Information section start
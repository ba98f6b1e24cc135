//! Linker script checks.
//!
//! `memory.x` is embedded at compile time so these run on the host. They
//! catch regions that drift away from the constants the firmware uses.
#![allow(clippy::unwrap_used, clippy::expect_used, clippy::arithmetic_side_effects)]

use firmware::storage::{COUNTER_FLASH_OFFSET, FLASH_SECTOR_BYTES};

const MEMORY_X: &str = include_str!("../../../memory.x");

/// `(origin, length_bytes)` of a MEMORY region, parsed from `memory.x`.
fn region(name: &str) -> Option<(u32, u32)> {
    let line = MEMORY_X.lines().find(|l| l.trim_start().starts_with(name) && l.contains("ORIGIN"))?;
    let origin = line.split("ORIGIN =").nth(1)?.split(',').next()?.trim();
    let origin = u32::from_str_radix(origin.trim_start_matches("0x"), 16).ok()?;
    let length = line.split("LENGTH =").nth(1)?.trim();
    let length = length.strip_suffix('K')?.parse::<u32>().ok()? * 1024;
    Some((origin, length))
}

const FLASH_BASE: u32 = 0x0800_0000;

#[test]
fn counter_region_matches_firmware_offset() {
    let (origin, length) = region("COUNTER").expect("COUNTER region missing");
    assert_eq!(origin, FLASH_BASE + COUNTER_FLASH_OFFSET);
    assert_eq!(length, FLASH_SECTOR_BYTES);
}

#[test]
fn program_flash_stops_before_the_counter_sector() {
    let (origin, length) = region("FLASH").expect("FLASH region missing");
    assert_eq!(origin, FLASH_BASE);
    assert_eq!(origin + length, FLASH_BASE + COUNTER_FLASH_OFFSET);
}

#[test]
fn dma_rings_live_in_axi_sram() {
    let (origin, length) = region("AXISRAM").expect("AXISRAM region missing");
    assert_eq!(origin, platform::dma_safety::AXI_SRAM_BASE);
    assert_eq!(length as usize, platform::dma_safety::AXI_SRAM_SIZE_BYTES);
    assert!(MEMORY_X.contains(".axisram (NOLOAD)"));
    assert!(MEMORY_X.contains("} > AXISRAM"));
}

#[test]
fn ram_is_dtcm() {
    let (origin, _) = region("RAM").expect("RAM region missing");
    assert_eq!(origin, 0x2000_0000);
}

#[test]
fn sai_rings_are_placed_in_axisram() {
    let sai = include_str!("../src/audio/sai.rs");
    assert_eq!(sai.matches("#[link_section = \".axisram\"]").count(), 2);
}

#[test]
fn hardfault_handler_is_defined() {
    assert!(firmware::exception_handlers::HARDFAULT_DEFINED);
}
//! Persisted settings: the file rotation counter
//!
//! The counter survives power cycles so that new recordings never reuse a
//! file name. [`FlashCounterStore`] keeps it in one erase sector of internal
//! flash through the `embedded-storage` NOR traits.
//!
//! # Record layout
//!
//! | Offset | Size | Field |
//! |--------|------|-------|
//! | 0      | 4    | magic `RCTR` (little-endian u32 0x5254_4352) |
//! | 4      | 4    | counter value, little-endian u32 |
//!
//! Each record is padded with `0xFF` up to the flash write granularity and
//! occupies one slot. Stores append to the next blank slot; the sector is
//! erased only once every slot is used. The last valid slot wins on load.

use embedded_storage::nor_flash::NorFlash;

/// Persisted rotation counter
pub trait CounterStore {
    /// Error type
    type Error: core::fmt::Debug;

    /// Last stored value, or `None` if nothing was ever stored.
    fn load(&mut self) -> impl core::future::Future<Output = Result<Option<u32>, Self::Error>>;

    /// Persist `value`.
    fn store(&mut self, value: u32) -> impl core::future::Future<Output = Result<(), Self::Error>>;
}

const RECORD_MAGIC: u32 = u32::from_le_bytes(*b"RCTR");
const RECORD_LEN: usize = 8;
const SCRATCH_LEN: usize = 32;

/// Error from [`FlashCounterStore`].
#[derive(Debug, Clone, Copy, PartialEq, Eq)]
#[cfg_attr(feature = "defmt", derive(defmt::Format))]
pub enum FlashCounterError<E> {
    /// Underlying flash driver error.
    Flash(E),
    /// Offset is not sector-aligned, or the write granularity exceeds the
    /// scratch record.
    Layout,
}

impl<E> FlashCounterError<E> {
    /// Short label for logs.
    pub const fn as_str(&self) -> &'static str {
        match self {
            Self::Flash(_) => "flash error",
            Self::Layout => "bad flash layout",
        }
    }
}

/// Rotation counter kept in a dedicated flash sector.
pub struct FlashCounterStore<F> {
    flash: F,
    offset: u32,
    /// Next blank slot, once known.
    next_slot: Option<u32>,
}

impl<F: NorFlash> FlashCounterStore<F> {
    /// Use the erase sector starting at `offset` (relative to the flash base).
    pub fn new(flash: F, offset: u32) -> Result<Self, FlashCounterError<F::Error>> {
        let sector = u32::try_from(F::ERASE_SIZE).map_err(|_| FlashCounterError::Layout)?;
        if sector == 0 || offset % sector != 0 || slot_len::<F>() > SCRATCH_LEN || slot_len::<F>() > F::ERASE_SIZE {
            return Err(FlashCounterError::Layout);
        }
        Ok(Self { flash, offset, next_slot: None })
    }

    /// Release the flash driver.
    pub fn into_inner(self) -> F {
        self.flash
    }

    fn slots() -> u32 {
        u32::try_from(F::ERASE_SIZE.checked_div(slot_len::<F>()).unwrap_or(0)).unwrap_or(0)
    }

    fn slot_offset(&self, slot: u32) -> Result<u32, FlashCounterError<F::Error>> {
        u32::try_from(slot_len::<F>())
            .ok()
            .and_then(|len| slot.checked_mul(len))
            .and_then(|rel| self.offset.checked_add(rel))
            .ok_or(FlashCounterError::Layout)
    }

    fn sector_end(&self) -> Result<u32, FlashCounterError<F::Error>> {
        u32::try_from(F::ERASE_SIZE)
            .ok()
            .and_then(|len| self.offset.checked_add(len))
            .ok_or(FlashCounterError::Layout)
    }

    fn read_slot(&mut self, slot: u32) -> Result<Slot, FlashCounterError<F::Error>> {
        let mut scratch = [0u8; SCRATCH_LEN];
        let len = padded(RECORD_LEN, F::READ_SIZE);
        let at = self.slot_offset(slot)?;
        let buf = scratch.get_mut(..len).ok_or(FlashCounterError::Layout)?;
        self.flash.read(at, buf).map_err(FlashCounterError::Flash)?;

        let mut magic = [0u8; 4];
        let mut value = [0u8; 4];
        magic.copy_from_slice(scratch.get(0..4).ok_or(FlashCounterError::Layout)?);
        value.copy_from_slice(scratch.get(4..8).ok_or(FlashCounterError::Layout)?);
        Ok(match u32::from_le_bytes(magic) {
            RECORD_MAGIC => Slot::Record(u32::from_le_bytes(value)),
            u32::MAX => Slot::Blank,
            _ => Slot::Garbage,
        })
    }

    /// Walk the slots: last record value and first blank slot.
    fn scan(&mut self) -> Result<(Option<u32>, Option<u32>), FlashCounterError<F::Error>> {
        let mut last = None;
        for slot in 0..Self::slots() {
            match self.read_slot(slot)? {
                Slot::Record(value) => last = Some(value),
                Slot::Blank => return Ok((last, Some(slot))),
                // Torn write: skip the slot, later slots may still be valid.
                Slot::Garbage => {}
            }
        }
        Ok((last, None))
    }
}

enum Slot {
    Record(u32),
    Blank,
    Garbage,
}

/// Bytes one record occupies in flash.
fn slot_len<F: NorFlash>() -> usize {
    padded(RECORD_LEN, F::WRITE_SIZE.max(F::READ_SIZE))
}

/// `len` rounded up to a multiple of `align`.
fn padded(len: usize, align: usize) -> usize {
    if align <= 1 {
        return len;
    }
    len.div_ceil(align).saturating_mul(align)
}

impl<F: NorFlash> CounterStore for FlashCounterStore<F> {
    type Error = FlashCounterError<F::Error>;

    async fn load(&mut self) -> Result<Option<u32>, Self::Error> {
        let (last, next) = self.scan()?;
        self.next_slot = next;
        Ok(last)
    }

    async fn store(&mut self, value: u32) -> Result<(), Self::Error> {
        let next = match self.next_slot {
            Some(slot) => Some(slot),
            None => self.scan()?.1,
        };
        let slot = match next {
            Some(slot) => slot,
            None => {
                let end = self.sector_end()?;
                self.flash.erase(self.offset, end).map_err(FlashCounterError::Flash)?;
                0
            }
        };

        let mut scratch = [0xFFu8; SCRATCH_LEN];
        if let Some(head) = scratch.get_mut(0..4) {
            head.copy_from_slice(&RECORD_MAGIC.to_le_bytes());
        }
        if let Some(body) = scratch.get_mut(4..8) {
            body.copy_from_slice(&value.to_le_bytes());
        }
        let record = scratch.get(..slot_len::<F>()).ok_or(FlashCounterError::Layout)?;
        let at = self.slot_offset(slot)?;
        // Invalidate the cursor first so a failed write forces a rescan.
        self.next_slot = None;
        self.flash.write(at, record).map_err(FlashCounterError::Flash)?;
        let following = slot.saturating_add(1);
        self.next_slot = (following < Self::slots()).then_some(following);
        Ok(())
    }
}

#[cfg(test)]
#[allow(clippy::unwrap_used, clippy::expect_used, clippy::panic, clippy::indexing_slicing)]
mod tests {
    use super::*;
    use embedded_storage::nor_flash::{ErrorType, NorFlashErrorKind, ReadNorFlash};

    /// 2 sectors of 256 bytes, 32-byte write granularity like the H7 bank.
    struct RamFlash {
        mem: [u8; 512],
        erases: usize,
    }

    impl RamFlash {
        fn new() -> Self {
            Self { mem: [0xFF; 512], erases: 0 }
        }
    }

    impl ErrorType for RamFlash {
        type Error = NorFlashErrorKind;
    }

    impl ReadNorFlash for RamFlash {
        const READ_SIZE: usize = 1;

        fn read(&mut self, offset: u32, bytes: &mut [u8]) -> Result<(), Self::Error> {
            let start = offset as usize;
            let src = self.mem.get(start..start + bytes.len()).ok_or(NorFlashErrorKind::OutOfBounds)?;
            bytes.copy_from_slice(src);
            Ok(())
        }

        fn capacity(&self) -> usize {
            self.mem.len()
        }
    }

    impl NorFlash for RamFlash {
        const WRITE_SIZE: usize = 32;
        const ERASE_SIZE: usize = 256;

        fn erase(&mut self, from: u32, to: u32) -> Result<(), Self::Error> {
            self.erases += 1;
            self.mem[from as usize..to as usize].fill(0xFF);
            Ok(())
        }

        fn write(&mut self, offset: u32, bytes: &[u8]) -> Result<(), Self::Error> {
            if bytes.len() % Self::WRITE_SIZE != 0 {
                return Err(NorFlashErrorKind::NotAligned);
            }
            let start = offset as usize;
            for (dst, src) in self.mem[start..start + bytes.len()].iter_mut().zip(bytes) {
                // NOR can only clear bits.
                *dst &= *src;
            }
            Ok(())
        }
    }

    #[tokio::test]
    async fn blank_sector_loads_none() {
        let mut store = FlashCounterStore::new(RamFlash::new(), 256).unwrap();
        assert_eq!(store.load().await.unwrap(), None);
    }

    #[tokio::test]
    async fn stores_append_until_the_sector_is_full() {
        let mut store = FlashCounterStore::new(RamFlash::new(), 256).unwrap();
        // 256 / 32 = 8 slots before an erase is needed.
        for value in 1..=8 {
            store.store(value).await.unwrap();
        }
        assert_eq!(store.load().await.unwrap(), Some(8));
        let flash = store.into_inner();
        assert_eq!(flash.erases, 0);
        // The first sector is untouched.
        assert!(flash.mem[..256].iter().all(|b| *b == 0xFF));

        let mut store = FlashCounterStore::new(flash, 256).unwrap();
        store.store(9).await.unwrap();
        assert_eq!(store.load().await.unwrap(), Some(9));
        let flash = store.into_inner();
        assert_eq!(flash.erases, 1);
        assert!(flash.mem[256 + 32..].iter().all(|b| *b == 0xFF));
    }

    #[tokio::test]
    async fn reload_resumes_at_the_next_blank_slot() {
        let mut store = FlashCounterStore::new(RamFlash::new(), 256).unwrap();
        store.store(41).await.unwrap();
        store.store(42).await.unwrap();

        let mut store = FlashCounterStore::new(store.into_inner(), 256).unwrap();
        assert_eq!(store.load().await.unwrap(), Some(42));
        store.store(43).await.unwrap();
        let flash = store.into_inner();
        assert_eq!(&flash.mem[256 + 64 + 4..256 + 64 + 8], &43u32.to_le_bytes());
        assert_eq!(flash.erases, 0);
    }

    #[tokio::test]
    async fn torn_record_is_skipped() {
        let mut flash = RamFlash::new();
        flash.mem[256..260].copy_from_slice(&RECORD_MAGIC.to_le_bytes());
        flash.mem[260..264].copy_from_slice(&5u32.to_le_bytes());
        // Slot 1 half programmed.
        flash.mem[288..290].fill(0x00);
        flash.mem[320..324].copy_from_slice(&RECORD_MAGIC.to_le_bytes());
        flash.mem[324..328].copy_from_slice(&6u32.to_le_bytes());

        let mut store = FlashCounterStore::new(flash, 256).unwrap();
        assert_eq!(store.load().await.unwrap(), Some(6));
    }

    #[test]
    fn unaligned_offset_is_rejected() {
        assert!(matches!(
            FlashCounterStore::new(RamFlash::new(), 100),
            Err(FlashCounterError::Layout)
        ));
    }

    #[test]
    fn padding_rounds_up_to_granularity() {
        assert_eq!(padded(8, 1), 8);
        assert_eq!(padded(8, 32), 32);
        assert_eq!(padded(33, 32), 64);
    }
}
Information section end
What is being asked
For the word "name", find all matching lines in the entries above and copy them out.

Answer area
fn region(name: &str) -> Option<(u32, u32)> {
    let line = MEMORY_X.lines().find(|l| l.trim_start().starts_with(name) && l.contains("ORIGIN"))?;
//! file name. [`FlashCounterStore`] keeps it in one erase sector of internal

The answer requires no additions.